Quite soon the ANC had to face the dilemma that has divided it ever since. Was it to simply fight for black representation within the existing political system or should it fight for a more just political and economic system for all? After forging an alliance with the South African Communist Party (SACP) in 1953, it chose the latter course, and became a protege of Russia and the Communist bloc, its language borrowed from Moscow’s Marxist rhetoric. The ANC began to talk about smashing the apartheid state and capitalism. Banned in 1960, its leadership was imprisoned or fled abroad though it subsisted in the minds of black South Africans as a symbol of hope and resistance.

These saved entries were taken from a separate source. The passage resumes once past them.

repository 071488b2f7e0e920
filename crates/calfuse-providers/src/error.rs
//! Error types for provider operations.
//!
//! Every failure in the OAuth and event pipeline is a [`ProviderError`]
//! tagged with a [`ProviderErrorCode`]. Upstream response bodies are kept for
//! diagnostics but never rendered by `Display`, so an error can be logged or
//! turned into a client response without echoing provider output.

use std::fmt;

use calfuse_core::{ProviderId, UnknownProviderId};
use thiserror::Error;

/// The category of a provider error.
#[derive(Debug, Clone, Copy, PartialEq, Eq, Hash)]
pub enum ProviderErrorCode {
    /// The provider id is not registered.
    UnknownProvider,
    /// The `state` presented on callback does not match an outstanding request.
    CsrfMismatch,
    /// The authorization request timed out before the callback arrived.
    ExpiredRequest,
    /// The provider answered with a non-success status.
    Upstream,
    /// Transport failure or timeout.
    Network,
    /// A success response that lacks required fields or is not valid JSON.
    MalformedResponse,
    /// The access token was rejected.
    Unauthorized,
    /// A provider event could not be mapped to a unified event.
    Normalization,
    /// Missing or invalid configuration.
    Configuration,
    /// The caller supplied invalid input.
    BadRequest,
}

impl ProviderErrorCode {
    /// Returns the snake_case name of this error code.
    pub fn as_str(&self) -> &'static str {
        match self {
            Self::UnknownProvider => "unknown_provider",
            Self::CsrfMismatch => "csrf_mismatch",
            Self::ExpiredRequest => "expired_request",
            Self::Upstream => "provider_error",
            Self::Network => "network_error",
            Self::MalformedResponse => "malformed_response",
            Self::Unauthorized => "unauthorized",
            Self::Normalization => "normalization_error",
            Self::Configuration => "configuration_error",
            Self::BadRequest => "bad_request",
        }
    }
}

impl fmt::Display for ProviderErrorCode {
    fn fmt(&self, f: &mut fmt::Formatter<'_>) -> fmt::Result {
        write!(f, "{}", self.as_str())
    }
}

/// An error that occurred while talking to, or interpreting data from, a provider.
#[derive(Debug, Error)]
pub struct ProviderError {
    code: ProviderErrorCode,
    message: String,
    provider: Option<ProviderId>,
    /// Offending field for normalization errors (e.g. `start.dateTime`).
    field: Option<String>,
    /// HTTP status returned by the provider, if any.
    upstream_status: Option<u16>,
    /// Response body returned by the provider, for diagnostics only.
    upstream_body: Option<String>,
    #[source]
    source: Option<Box<dyn std::error::Error + Send + Sync>>,
}

impl ProviderError {
    /// Creates a new provider error with the given code and message.
    pub fn new(code: ProviderErrorCode, message: impl Into<String>) -> Self {
        Self {
            code,
            message: message.into(),
            provider: None,
            field: None,
            upstream_status: None,
            upstream_body: None,
            source: None,
        }
    }

    /// Creates an unknown provider error.
    pub fn unknown_provider(name: impl fmt::Display) -> Self {
        Self::new(
            ProviderErrorCode::UnknownProvider,
            format!("provider '{name}' is not configured"),
        )
    }

    /// Creates a CSRF mismatch error.
    pub fn csrf_mismatch(message: impl Into<String>) -> Self {
        Self::new(ProviderErrorCode::CsrfMismatch, message)
    }

    /// Creates an expired request error.
    pub fn expired_request(message: impl Into<String>) -> Self {
        Self::new(ProviderErrorCode::ExpiredRequest, message)
    }

    /// Creates an upstream error carrying the provider's status and body.
    pub fn upstream(message: impl Into<String>, status: u16, body: impl Into<String>) -> Self {
        let mut err = Self::new(ProviderErrorCode::Upstream, message);
        err.upstream_status = Some(status);
        err.upstream_body = Some(body.into());
        err
    }

    /// Creates a network error.
    pub fn network(message: impl Into<String>) -> Self {
        Self::new(ProviderErrorCode::Network, message)
    }

    /// Creates a malformed response error.
    pub fn malformed_response(message: impl Into<String>) -> Self {
        Self::new(ProviderErrorCode::MalformedResponse, message)
    }

    /// Creates an unauthorized error.
    pub fn unauthorized(message: impl Into<String>) -> Self {
        Self::new(ProviderErrorCode::Unauthorized, message)
    }

    /// Creates a normalization error naming the offending field.
    pub fn normalization(field: impl Into<String>, message: impl Into<String>) -> Self {
        let field = field.into();
        let mut err = Self::new(
            ProviderErrorCode::Normalization,
            format!("{}: {}", field, message.into()),
        );
        err.field = Some(field);
        err
    }

    /// Creates a configuration error.
    pub fn configuration(message: impl Into<String>) -> Self {
        Self::new(ProviderErrorCode::Configuration, message)
    }

    /// Creates a bad request error.
    pub fn bad_request(message: impl Into<String>) -> Self {
        Self::new(ProviderErrorCode::BadRequest, message)
    }

    /// Sets the provider for this error.
    pub fn with_provider(mut self, provider: ProviderId) -> Self {
        self.provider = Some(provider);
        self
    }

    /// Sets the source error for this error.
    pub fn with_source<E>(mut self, source: E) -> Self
    where
        E: std::error::Error + Send + Sync + 'static,
    {
        self.source = Some(Box::new(source));
        self
    }

    /// Prefixes the message with additional context.
    pub fn context(mut self, context: impl fmt::Display) -> Self {
        self.message = format!("{}: {}", context, self.message);
        self
    }

    /// Returns the error code.
    pub fn code(&self) -> ProviderErrorCode {
        self.code
    }

    /// Returns the error message.
    pub fn message(&self) -> &str {
        &self.message
    }

    /// Returns the provider, if set.
    pub fn provider(&self) -> Option<ProviderId> {
        self.provider
    }

    /// Returns the offending field of a normalization error.
    pub fn field(&self) -> Option<&str> {
        self.field.as_deref()
    }

    /// Returns the HTTP status the provider answered with.
    pub fn upstream_status(&self) -> Option<u16> {
        self.upstream_status
    }

    /// Returns the provider's response body.
    ///
    /// Meant for diagnostics; do not forward it to end users.
    pub fn upstream_body(&self) -> Option<&str> {
        self.upstream_body.as_deref()
    }
}

impl fmt::Display for ProviderError {
    fn fmt(&self, f: &mut fmt::Formatter<'_>) -> fmt::Result {
        if let Some(provider) = self.provider {
            write!(f, "[{}] ", provider)?;
        }
        write!(f, "{}: {}", self.code, self.message)?;
        if let Some(status) = self.upstream_status {
            write!(f, " (status {})", status)?;
        }
        Ok(())
    }
}

impl From<UnknownProviderId> for ProviderError {
    fn from(err: UnknownProviderId) -> Self {
        Self::unknown_provider(&err.0)
    }
}

/// A specialized Result type for provider operations.
pub type ProviderResult<T> = Result<T, ProviderError>;
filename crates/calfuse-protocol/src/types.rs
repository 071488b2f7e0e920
//! Request and response types for the calfuse HTTP API.

use calfuse_core::{ProviderId, UnifiedEvent};
use serde::{Deserialize, Serialize};

/// Query string of `GET /auth-url`.
#[derive(Debug, Clone, PartialEq, Eq, Serialize, Deserialize)]
pub struct AuthUrlQuery {
    /// Provider name (`google` or `outlook`), parsed by the server.
    pub provider: String,
    /// Space-separated scopes to request; narrowed to the configured scopes.
    #[serde(default, skip_serializing_if = "Option::is_none")]
    pub scope: Option<String>,
}

impl AuthUrlQuery {
    pub fn new(provider: impl Into<String>) -> Self {
        Self {
            provider: provider.into(),
            scope: None,
        }
    }

    pub fn with_scope(mut self, scope: impl Into<String>) -> Self {
        self.scope = Some(scope.into());
        self
    }

    /// Splits `scope` on whitespace. Blank or missing scope yields `None`.
    pub fn scopes(&self) -> Option<Vec<String>> {
        let scopes: Vec<String> = self
            .scope
            .as_deref()?
            .split_whitespace()
            .map(str::to_string)
            .collect();
        (!scopes.is_empty()).then_some(scopes)
    }
}

/// Query string of the OAuth callback routes.
///
/// Every field is optional so that a missing parameter is reported as
/// `bad_request` instead of a framework rejection.
#[derive(Debug, Clone, Default, PartialEq, Eq, Serialize, Deserialize)]
pub struct CallbackQuery {
    #[serde(default, skip_serializing_if = "Option::is_none")]
    pub code: Option<String>,
    #[serde(default, skip_serializing_if = "Option::is_none")]
    pub state: Option<String>,
    /// Set by the provider when the user denied consent (e.g. `access_denied`).
    #[serde(default, skip_serializing_if = "Option::is_none")]
    pub error: Option<String>,
    #[serde(default, skip_serializing_if = "Option::is_none")]
    pub error_description: Option<String>,
}

/// Response of `GET /auth-url`.
#[derive(Debug, Clone, PartialEq, Eq, Serialize, Deserialize)]
pub struct AuthUrlResponse {
    /// Consent URL the user should be sent to.
    pub url: String,
}

/// Response of a successful callback.
#[derive(Debug, Clone, PartialEq, Serialize, Deserialize)]
pub struct EventsResponse {
    /// Events sorted by start time, then source, then id.
    pub events: Vec<UnifiedEvent>,
}

/// Response of `GET /healthz`.
#[derive(Debug, Clone, PartialEq, Eq, Serialize, Deserialize)]
pub struct HealthResponse {
    pub status: String,
    /// Providers accepted by `/auth-url`.
    pub providers: Vec<ProviderId>,
}

impl HealthResponse {
    pub fn ok(providers: Vec<ProviderId>) -> Self {
        Self {
            status: "ok".to_string(),
            providers,
        }
    }
}

/// Error kinds exposed to API callers.
#[derive(Debug, Clone, Copy, PartialEq, Eq, Hash, Serialize, Deserialize)]
#[serde(rename_all = "snake_case")]
pub enum ErrorKind {
    /// Provider name not recognized or not configured.
    UnknownProvider,
    /// `state` unknown, already used, or issued for another provider.
    CsrfMismatch,
    /// `state` was issued but is past its lifetime.
    ExpiredRequest,
    /// Provider answered with an error status or denied consent.
    ProviderError,
    /// Provider could not be reached or timed out.
    NetworkError,
    /// Provider answered 2xx with an unusable body.
    MalformedResponse,
    /// Provider rejected the access token.
    Unauthorized,
    /// A provider event could not be mapped.
    NormalizationError,
    /// A required query parameter is missing or empty.
    BadRequest,
    /// Unexpected server-side failure.
    InternalError,
}

impl ErrorKind {
    /// HTTP status code returned for this kind.
    pub fn http_status(&self) -> u16 {
        match self {
            Self::UnknownProvider | Self::CsrfMismatch | Self::ExpiredRequest | Self::BadRequest => {
                400
            }
            Self::Unauthorized => 401,
            Self::ProviderError | Self::MalformedResponse | Self::NormalizationError => 502,
            Self::NetworkError => 504,
            Self::InternalError => 500,
        }
    }

    /// Fixed message safe to show to an end user.
    pub fn user_message(&self) -> &'static str {
        match self {
            Self::UnknownProvider => "unsupported calendar provider",
            Self::CsrfMismatch => "invalid or already used authorization request",
            Self::ExpiredRequest => "session expired, please reconnect",
            Self::ProviderError => "the calendar provider returned an error",
            Self::NetworkError => "the calendar provider could not be reached",
            Self::MalformedResponse => "the calendar provider sent an unexpected response",
            Self::Unauthorized => "calendar access was rejected, please reconnect",
            Self::NormalizationError => "a calendar event could not be read",
            Self::BadRequest => "the request is missing a required parameter",
            Self::InternalError => "an internal error occurred",
        }
    }
}

/// Error body returned with every non-2xx status.
#[derive(Debug, Clone, PartialEq, Eq, Serialize, Deserialize)]
pub struct ErrorResponse {
    pub error: ErrorKind,
    pub message: String,
}

impl ErrorResponse {
    pub fn new(error: ErrorKind, message: impl Into<String>) -> Self {
        Self {
            error,
            message: message.into(),
        }
    }

    /// Creates a response carrying only the kind's fixed user message.
    pub fn from_kind(error: ErrorKind) -> Self {
        Self::new(error, error.user_message())
    }

    /// Creates a response whose message is the kind's user message followed by `detail`.
    pub fn with_detail(error: ErrorKind, detail: impl std::fmt::Display) -> Self {
        Self::new(error, format!("{}: {detail}", error.user_message()))
    }
}
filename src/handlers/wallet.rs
use axum::extract::State;

use super::ApiResponse;
use crate::domain::WalletStatement;
use crate::error::AppResult;
use crate::middleware::auth::{RestaurantActor, UserActor};
use crate::AppState;

pub async fn user_wallet(
    State(state): State<AppState>,
    user: UserActor,
) -> AppResult<ApiResponse<WalletStatement>> {
    let statement = state.wallet.statement(user.wallet()).await?;
    Ok(ApiResponse::ok("wallet fetched", statement))
}

pub async fn restaurant_wallet(
    State(state): State<AppState>,
    restaurant: RestaurantActor,
) -> AppResult<ApiResponse<WalletStatement>> {
    let statement = state.wallet.statement(restaurant.wallet()).await?;
    Ok(ApiResponse::ok("wallet fetched", statement))
}
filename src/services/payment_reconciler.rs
//! Payment initiation and exactly-once finalization.
//!
//! A session is opened at the gateway before any row is locked, and finalize
//! only runs once a verified status is in hand, so no transaction here ever
//! waits on the network. Finalize keys on the unique session id and only
//! moves a record out of `pending`; any later delivery for the same session is
//! a successful no-op.

use bigdecimal::Zero;
use chrono::Utc;
use std::sync::Arc;
use uuid::Uuid;

use crate::domain::{
    ActorRef, FinalizeOutcome, Initiator, Order, PaymentMethod, PaymentRecord, PaymentStatus,
    VerifiedStatus, WalletReason,
};
use crate::error::{AppError, AppResult};
use crate::gateway::PaymentGateway;
use crate::ports::{Store, StoreTx};
use crate::services::order_ledger::refund_cancelled_in;
use crate::services::wallet_ledger::debit_in;

#[derive(Clone)]
pub struct PaymentReconciler {
    store: Arc<dyn Store>,
    gateway: Arc<dyn PaymentGateway>,
}

impl PaymentReconciler {
    pub fn new(store: Arc<dyn Store>, gateway: Arc<dyn PaymentGateway>) -> Self {
        Self { store, gateway }
    }

    /// Starts paying for an order. Re-initiating while a session is pending
    /// returns that session instead of opening another one.
    pub async fn initiate(
        &self,
        user_id: Uuid,
        order_id: Uuid,
        method: PaymentMethod,
    ) -> AppResult<PaymentRecord> {
        let order = {
            let mut tx = self.store.begin().await?;
            let order = tx
                .get_order(order_id)
                .await?
                .filter(|o| o.user_id == user_id)
                .ok_or_else(|| AppError::NotFound(format!("order {} not found", order_id)))?;
            if let Some(existing) = check_payable(tx.as_mut(), &order).await? {
                return Ok(existing);
            }
            order
        };

        if method == PaymentMethod::Wallet || order.final_amount.is_zero() {
            return self.settle_without_gateway(order_id).await;
        }

        let session = self
            .gateway
            .initiate_session(order.id, &order.final_amount)
            .await?;

        let mut tx = self.store.begin().await?;
        let mut order = lock_existing_order(tx.as_mut(), order_id).await?;
        if let Some(existing) = check_payable(tx.as_mut(), &order).await? {
            tracing::warn!(
                order_id = %order_id,
                abandoned_session = %session.session_id,
                "payment initiated concurrently, returning the earlier session"
            );
            return Ok(existing);
        }

        let record = PaymentRecord::pending(
            order.id,
            session.session_id,
            order.final_amount.clone(),
            session.checkout_url,
        );
        tx.insert_payment(&record).await?;
        order.payment_status = PaymentStatus::Pending;
        tx.update_order(&order).await?;
        tx.commit().await?;

        tracing::info!(
            order_id = %order_id,
            session_id = %record.gateway_session_id,
            amount = %record.amount,
            "payment initiated"
        );
        Ok(record)
    }

    /// Pays from the buyer's wallet, or settles a zero-amount order, in one
    /// transaction. Lines already cancelled are refunded in the same
    /// transaction.
    async fn settle_without_gateway(&self, order_id: Uuid) -> AppResult<PaymentRecord> {
        let mut tx = self.store.begin().await?;
        let mut order = lock_existing_order(tx.as_mut(), order_id).await?;
        if let Some(existing) = check_payable(tx.as_mut(), &order).await? {
            return Ok(existing);
        }

        if !order.final_amount.is_zero() {
            debit_in(
                tx.as_mut(),
                ActorRef::user(order.user_id),
                order.final_amount.clone(),
                WalletReason::OrderPayment,
                Some(order.id),
            )
            .await?;
        }

        let record = PaymentRecord::settled_from_wallet(order.id, order.final_amount.clone());
        tx.insert_payment(&record).await?;
        order.payment_status = PaymentStatus::Paid;
        tx.update_order(&order).await?;
        refund_cancelled_in(tx.as_mut(), &order).await?;
        tx.commit().await?;

        tracing::info!(
            order_id = %order_id,
            session_id = %record.gateway_session_id,
            amount = %record.amount,
            "order paid from wallet"
        );
        Ok(record)
    }

    /// Applies a verified gateway status to the session's payment and order.
    pub async fn finalize(
        &self,
        session_id: &str,
        status: VerifiedStatus,
    ) -> AppResult<FinalizeOutcome> {
        self.finalize_for(None, session_id, status).await
    }

    /// Like [`finalize`](Self::finalize), but only for a session on one of
    /// `user_id`'s orders. Used by the buyer-facing confirmation.
    pub async fn confirm(
        &self,
        user_id: Uuid,
        session_id: &str,
        status: VerifiedStatus,
    ) -> AppResult<FinalizeOutcome> {
        self.finalize_for(Some(user_id), session_id, status).await
    }

    async fn finalize_for(
        &self,
        owner: Option<Uuid>,
        session_id: &str,
        status: VerifiedStatus,
    ) -> AppResult<FinalizeOutcome> {
        let mut tx = self.store.begin().await?;
        let mut record = match tx.lock_payment_by_session(session_id).await? {
            Some(record) => record,
            None => {
                tracing::warn!(session_id = %session_id, "finalize for unknown payment session");
                return Err(AppError::NotFound(format!(
                    "payment session {} not found",
                    session_id
                )));
            }
        };

        let mut order = lock_existing_order(tx.as_mut(), record.order_id).await?;
        if owner.is_some_and(|user_id| user_id != order.user_id) {
            return Err(AppError::NotFound(format!(
                "payment session {} not found",
                session_id
            )));
        }

        if !record.resolve(status, Utc::now()) {
            tracing::warn!(
                session_id = %session_id,
                recorded = record.status.as_str(),
                "payment already finalized, ignoring replay"
            );
            return Ok(FinalizeOutcome {
                payment: record,
                replayed: true,
            });
        }

        tx.update_payment(&record).await?;
        if order.payment_status != PaymentStatus::Paid {
            order.payment_status = match status {
                VerifiedStatus::Succeeded => PaymentStatus::Paid,
                VerifiedStatus::Failed => PaymentStatus::Failed,
            };
            tx.update_order(&order).await?;
            if order.payment_status == PaymentStatus::Paid {
                refund_cancelled_in(tx.as_mut(), &order).await?;
            }
        }
        tx.commit().await?;

        tracing::info!(
            session_id = %session_id,
            order_id = %order.id,
            status = record.status.as_str(),
            "payment finalized"
        );
        Ok(FinalizeOutcome {
            payment: record,
            replayed: false,
        })
    }

    pub async fn payments_for_order(
        &self,
        initiator: Initiator,
        order_id: Uuid,
    ) -> AppResult<Vec<PaymentRecord>> {
        let mut tx = self.store.begin().await?;
        tx.get_order(order_id)
            .await?
            .filter(|o| o.visible_to(initiator))
            .ok_or_else(|| AppError::NotFound(format!("order {} not found", order_id)))?;
        Ok(tx.payments_for_order(order_id).await?)
    }
}

async fn lock_existing_order(tx: &mut dyn StoreTx, order_id: Uuid) -> AppResult<Order> {
    tx.lock_order(order_id)
        .await?
        .ok_or_else(|| AppError::NotFound(format!("order {} not found", order_id)))
}

/// Rejects paid orders and surfaces an already pending payment.
async fn check_payable(tx: &mut dyn StoreTx, order: &Order) -> AppResult<Option<PaymentRecord>> {
    if order.payment_status == PaymentStatus::Paid {
        return Err(AppError::Conflict("order already paid".to_string()));
    }
    Ok(tx.pending_payment_for_order(order.id).await?)
}
use axum::extract::{Path, State};
use serde::{Deserialize, Serialize};
use uuid::Uuid;

use super::callback::VerifiedConfirmation;
use super::{ApiJson, ApiResponse};
use crate::domain::{FinalizeOutcome, Initiator, OrderDetails, PaymentMethod, PaymentRecord};
use crate::error::AppResult;
use crate::middleware::auth::{Actor, UserActor};
use crate::AppState;

#[derive(Debug, Deserialize)]
pub struct InitiatePaymentRequest {
    pub order_id: Uuid,
    #[serde(default = "default_method")]
    pub method: PaymentMethod,
}

fn default_method() -> PaymentMethod {
    PaymentMethod::Online
}

#[derive(Debug, Serialize)]
pub struct ConfirmationResponse {
    #[serde(flatten)]
    pub outcome: FinalizeOutcome,
    pub order: OrderDetails,
}

pub async fn initiate_payment(
    State(state): State<AppState>,
    UserActor(user_id): UserActor,
    ApiJson(body): ApiJson<InitiatePaymentRequest>,
) -> AppResult<ApiResponse<PaymentRecord>> {
    let record = state
        .payments
        .initiate(user_id, body.order_id, body.method)
        .await?;
    Ok(ApiResponse::ok("payment initiated", record))
}

/// Synchronous confirmation relayed by the buyer's client after checkout.
/// Carries the same signed payload as the gateway callback.
pub async fn confirm_payment(
    State(state): State<AppState>,
    UserActor(user_id): UserActor,
    confirmation: VerifiedConfirmation,
) -> AppResult<ApiResponse<ConfirmationResponse>> {
    let outcome = state
        .payments
        .confirm(user_id, &confirmation.session_id, confirmation.status)
        .await?;
    let order = state
        .orders
        .get_order(Initiator::User(user_id), outcome.payment.order_id)
        .await?;

    let message = if outcome.replayed {
        "payment already finalized"
    } else {
        "payment finalized"
    };
    Ok(ApiResponse::ok(message, ConfirmationResponse { outcome, order }))
}

pub async fn order_payments(
    State(state): State<AppState>,
    actor: Actor,
    Path(order_id): Path<Uuid>,
) -> AppResult<ApiResponse<Vec<PaymentRecord>>> {
    let payments = state
        .payments
        .payments_for_order(actor.initiator(), order_id)
        .await?;
    Ok(ApiResponse::ok("payments fetched", payments))
}
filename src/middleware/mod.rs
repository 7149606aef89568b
pub mod auth;
pub mod request_logger;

The fall of the Berlin Wall came as a shock to the ANC. Many believed their own rhetoric and saw it as a victory for apartheid’s allies. In fact it was the opposite. Britain and the US, now freed from the Communist threat, could end their protection of apartheid South Africa. Release Nelson Mandela and negotiate was Mrs Thatcher’s message to F.W. De Klerk, the new president, in 1989. The ANC hardliners in exile did not believe it. This was not in their script which said that Umkonto we Sizwe, the ANC’s military wing, would bring down the apartheid state. (In fact it had been the least effective guerrilla movement in southern Africa).
Meanwhile an internal leadership had grown up in the real world of strikes and street battles. These leaders were more adept at negotiation and politics and understood how South Africa worked. It is no surprise that Cyril Ramaphosa, the former mineworkers leader, became the chief strategist in negotiations with the government. But while they might have a greater connection to the people, the internal leaders were gradually pushed out by returning ANC exiles who had mastered the small print of the ANC’s constitution.
Thabo Mbeki who had been the ANC’s foreign minister in exile, squeezed out Ramaphosa, Mandela’s first choice in the battle to succeed him. An intellectual who did not connect easily with ordinary people, Mbeki’s big idea was to give Africans an economic stake in the new South Africa by giving them equity in all South African companies and give jobs to black people.
As it was implemented, Black Economic Empowerment (BEE) as the policy was called, did not engender participation through jobs and productive entrepreneurship for ordinary people but gave free shares in big business to ANC bosses. The ANC’s mass support base was rewarded with welfare programmes indifferently delivered. South Africa’s corporate sector went along with BEE, giving some of their less vital assets to a small elite connected to the ANC. Even the Communist Party went along with it. That gave big business political cover and opened the door to corruption on a national scale. It ensured that a small clique of senior ANC ministers and officials became multi millionaires overnight, some of them flaunting their new wealth in ways that appalled their former comrades. South Africa is now an archipelago of fortified islands of luxury in a sea of poverty. The mass of people are sustained by life rafts of welfare but have no stake in the dynamic economy.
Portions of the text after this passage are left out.